Ah, probably because we forgot to add variables. Well, that’s easy, we can mix in the state monad, with the state represented as a heterogenous map, e.g., Univ_map.t
from the Base library. And our reference type will be the type 'a var = Type_equal.Id.t
… but this is the particular point where our nice IO monad is turning into an ugly monster.
So first of all, what we did is wrote a metacircular embedding of OCaml inside of OCaml with the only benefit of having an explicit denotation of side-effects in the computation type, i.e., given proper discipline (i.e., assuming a user won’t use built-in function such as print_endline
) we can guarantee that any side-effectful computation will have the 'a io
type. But unfortunately, this won’t have any meaning to the compiler itself, which won’t be able to benefit from our pure code and generate better machine code, as the compiler can’t trust in users’ discipline.

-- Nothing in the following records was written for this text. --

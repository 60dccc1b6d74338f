// Plain-text rendering of run summaries and snapshot reports.

use hrcombo_app::RunReport;
use hrcombo_baseball::rank::CombinationRecord;
use hrcombo_baseball::snapshot::Snapshot;
use hrcombo_baseball::team_filter::TeamFilter;
use hrcombo_core::GroupSize;
use std::fmt::Write;
use std::path::PathBuf;

/// Summary printed after `generate` / `enhance`.
pub fn run_summary(report: &RunReport, snapshot: &Snapshot, written: &[PathBuf]) -> String {
    let mut out = String::new();
    let _ = writeln!(
        out,
        "Analyzed {} days from {} files ({} failed, {} undated)",
        report.days_analyzed, report.files_found, report.files_failed, report.files_undated
    );
    if let Some(range) = snapshot.date_range {
        let _ = writeln!(out, "Date range: {} to {}", range.start, range.end);
    }
    for group in &report.groups {
        let _ = write!(
            out,
            "  {}: {} combinations",
            group.size, group.records
        );
        if let Some(merge) = group.merge {
            let _ = write!(out, " (+{} new)", merge.added);
        }
        if group.stats.days_truncated > 0 {
            let _ = write!(out, ", {} days capped", group.stats.days_truncated);
        }
        if group.stats.keys_rejected > 0 {
            let _ = write!(out, ", {} subsets over key cap", group.stats.keys_rejected);
        }
        if group.stats.circuit_breaker_tripped {
            out.push_str(", stopped early at subset limit");
        }
        out.push('\n');
    }
    let _ = writeln!(out, "Total combinations: {}", snapshot.total_combinations);
    if !report.season_leaders.is_empty() {
        out.push_str("Season HR leaders:\n");
        for (rank, (identity, line)) in report.season_leaders.iter().enumerate() {
            let _ = writeln!(
                out,
                "{:>3}. {}  {} HR in {} games",
                rank + 1,
                display_identity(identity),
                line.home_runs,
                line.hr_games
            );
        }
    }
    for path in written {
        let _ = writeln!(out, "Wrote {}", path.display());
    }
    out
}

/// Top `top` records per group, filtered by team.
pub fn snapshot_report(
    snapshot: &Snapshot,
    size: Option<GroupSize>,
    filter: &TeamFilter,
    top: usize,
) -> String {
    let sizes: Vec<GroupSize> = match size {
        Some(size) => vec![size],
        None => GroupSize::ALL.to_vec(),
    };

    let mut out = String::new();
    let _ = writeln!(
        out,
        "Snapshot generated {} ({} combinations)",
        snapshot.generated_at.format("%Y-%m-%d %H:%M UTC"),
        snapshot.total_combinations
    );
    if let Some(enhanced) = snapshot.enhanced_at {
        let _ = writeln!(out, "Enhanced {}", enhanced.format("%Y-%m-%d %H:%M UTC"));
    }

    for size in sizes {
        let matching = filter.apply(snapshot.records(size));
        let _ = writeln!(out, "\n{} combinations ({} matching)", size, matching.len());
        for (rank, record) in matching.iter().take(top).enumerate() {
            let _ = writeln!(out, "{:>3}. {}", rank + 1, describe(record));
        }
    }
    out
}

/// `Aaron Judge_NYY` -> `Aaron Judge (NYY)`.
fn display_identity(identity: &str) -> String {
    match identity.rsplit_once('_') {
        Some((name, team)) => format!("{name} ({team})"),
        None => identity.to_string(),
    }
}

fn describe(record: &CombinationRecord) -> String {
    let players: Vec<String> = record
        .players
        .iter()
        .map(|p| format!("{} ({})", p.name, p.team))
        .collect();
    format!(
        "{}  x{}  {} HR  avg {:.1}  last {} ({}d ago)",
        players.join(" + "),
        record.occurrences,
        record.total_hrs,
        record.average_hrs,
        record.last_occurrence,
        record.days_since_last_occurrence
    )
}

However, the most important part is that we were able to implement the IO monad using pure OCaml, while it is impossible to implement the IO Monad in Haskel. Basically, in Haskell, the IO monad is a language primitive. A primitive that is very fat and mixes too many concepts in one cocktail, including the order of evaluation, side-effects, and state. Too much to my taste. OCaml lets us build much nicer abstractions, that included only things that we need. So we don’t really need the IO Monad, instead, we can have monads that do what we want. Besides, OCaml has a rich module system with powerfull abstraction mechanisms, so monad is not the only way to add some fur to your computations to make them fancy. But this is a completely different story.

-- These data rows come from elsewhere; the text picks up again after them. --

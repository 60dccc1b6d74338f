// Frequency filtering and ranking of aggregated combinations.

use chrono::NaiveDate;
use hrcombo_core::GroupPolicy;
use serde::{Deserialize, Serialize};
use std::cmp::Ordering;
use tracing::{debug, info};

use crate::aggregate::{Aggregate, Occurrence};
use crate::season::SeasonTotals;

/// Reported when a last-occurrence date cannot be parsed.
pub const DAYS_SINCE_SENTINEL: i64 = 999;

/// Date format used for every date string in the output.
pub const DATE_FORMAT: &str = "%Y-%m-%d";

/// A player inside an output record.
#[derive(Debug, Clone, PartialEq, Serialize, Deserialize)]
#[serde(rename_all = "camelCase")]
pub struct RecordPlayer {
    pub name: String,
    pub team: String,
    pub hr_count: u32,
    #[serde(default, skip_serializing_if = "Option::is_none")]
    pub season_hrs: Option<u32>,
}

/// One ranked combination as written to a snapshot.
#[derive(Debug, Clone, PartialEq, Serialize, Deserialize)]
#[serde(rename_all = "camelCase")]
pub struct CombinationRecord {
    pub combination_key: String,
    pub players: Vec<RecordPlayer>,
    pub occurrences: usize,
    #[serde(rename = "totalHRs")]
    pub total_hrs: u32,
    pub dates: Vec<String>,
    #[serde(default)]
    pub first_occurrence: String,
    pub last_occurrence: String,
    pub days_since_last_occurrence: i64,
    #[serde(default)]
    pub date_span_days: i64,
    #[serde(rename = "averageHRs")]
    pub average_hrs: f64,
    #[serde(default)]
    pub frequency: f64,
}

/// Output of [`rank`] for one group size.
#[derive(Debug, Clone, Default)]
pub struct Ranking {
    pub records: Vec<CombinationRecord>,
    /// Keys seen during aggregation.
    pub distinct_keys: usize,
    /// Keys that met the occurrence threshold, before `max_results`.
    pub kept_after_filtering: usize,
}

/// Filter by the policy's occurrence threshold, build records, sort, and
/// truncate to `max_results` when set.
pub fn rank(
    aggregate: &Aggregate,
    policy: &GroupPolicy,
    season: &SeasonTotals,
    today: NaiveDate,
) -> Ranking {
    let mut records: Vec<CombinationRecord> = aggregate
        .combos
        .iter()
        .filter(|(_, occurrences)| occurrences.len() >= policy.min_occurrences)
        .filter_map(|(key, occurrences)| build_record(key.as_str(), occurrences, season, today))
        .collect();
    let kept_after_filtering = records.len();

    sort_records(&mut records);
    if let Some(max) = policy.max_results {
        records.truncate(max);
    }

    info!(
        "{}: {} keys, {} with >= {} occurrences, {} kept",
        aggregate.size,
        aggregate.combos.len(),
        kept_after_filtering,
        policy.min_occurrences,
        records.len()
    );

    Ranking {
        records,
        distinct_keys: aggregate.combos.len(),
        kept_after_filtering,
    }
}

fn build_record(
    key: &str,
    occurrences: &[Occurrence],
    season: &SeasonTotals,
    today: NaiveDate,
) -> Option<CombinationRecord> {
    let latest = occurrences.iter().max_by_key(|o| o.date)?;
    let first = occurrences.iter().map(|o| o.date).min()?;

    let mut dates: Vec<NaiveDate> = occurrences.iter().map(|o| o.date).collect();
    dates.sort();
    dates.dedup();

    let players = latest
        .players
        .iter()
        .map(|e| RecordPlayer {
            name: e.name.clone(),
            team: e.team.clone(),
            hr_count: e.hr_count,
            season_hrs: season.home_runs(&e.identity()),
        })
        .collect();

    let count = occurrences.len();
    let total_hrs: u32 = occurrences.iter().map(|o| o.total_hrs).sum();
    let span = (latest.date - first).num_days();

    Some(CombinationRecord {
        combination_key: key.to_string(),
        players,
        occurrences: count,
        total_hrs,
        dates: dates.iter().map(|d| d.format(DATE_FORMAT).to_string()).collect(),
        first_occurrence: first.format(DATE_FORMAT).to_string(),
        last_occurrence: latest.date.format(DATE_FORMAT).to_string(),
        days_since_last_occurrence: (today - latest.date).num_days(),
        date_span_days: span,
        average_hrs: round_to(f64::from(total_hrs) / count as f64, 1),
        frequency: round_to(count as f64 / span.max(1) as f64 * 30.0, 3),
    })
}

/// Occurrences desc, totalHRs desc, key asc.
pub fn ranking_order(a: &CombinationRecord, b: &CombinationRecord) -> Ordering {
    b.occurrences
        .cmp(&a.occurrences)
        .then(b.total_hrs.cmp(&a.total_hrs))
        .then_with(|| a.combination_key.cmp(&b.combination_key))
}

/// Stable sort by [`ranking_order`].
pub fn sort_records(records: &mut [CombinationRecord]) {
    records.sort_by(ranking_order);
}

/// Whole days from `last` (`YYYY-MM-DD`) to `today`, or the sentinel when
/// `last` does not parse.
pub fn days_since_last(last: &str, today: NaiveDate) -> i64 {
    match NaiveDate::parse_from_str(last.trim(), DATE_FORMAT) {
        Ok(date) => (today - date).num_days(),
        Err(_) => {
            debug!("unparsable last occurrence {:?}, using sentinel", last);
            DAYS_SINCE_SENTINEL
        }
    }
}

/// Recompute recency on records carried over from an older snapshot.
pub fn refresh_recency(records: &mut [CombinationRecord], today: NaiveDate) {
    for record in records {
        record.days_since_last_occurrence = days_since_last(&record.last_occurrence, today);
    }
}

fn round_to(value: f64, places: i32) -> f64 {
    let factor = 10f64.powi(places);
    (value * factor).round() / factor
}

1) Weak doesn’t mean bad here, I’m using this word with the precise mathematical meaning, Haskell is as a weaker theory than many other languages, as Haskell gives us very few guarantees. This weak theory is leveraged by the language, as much more assumptions could be made - in other words, the language implementer is having much more freedom, than in coventional languages with strict call-by-value semantics.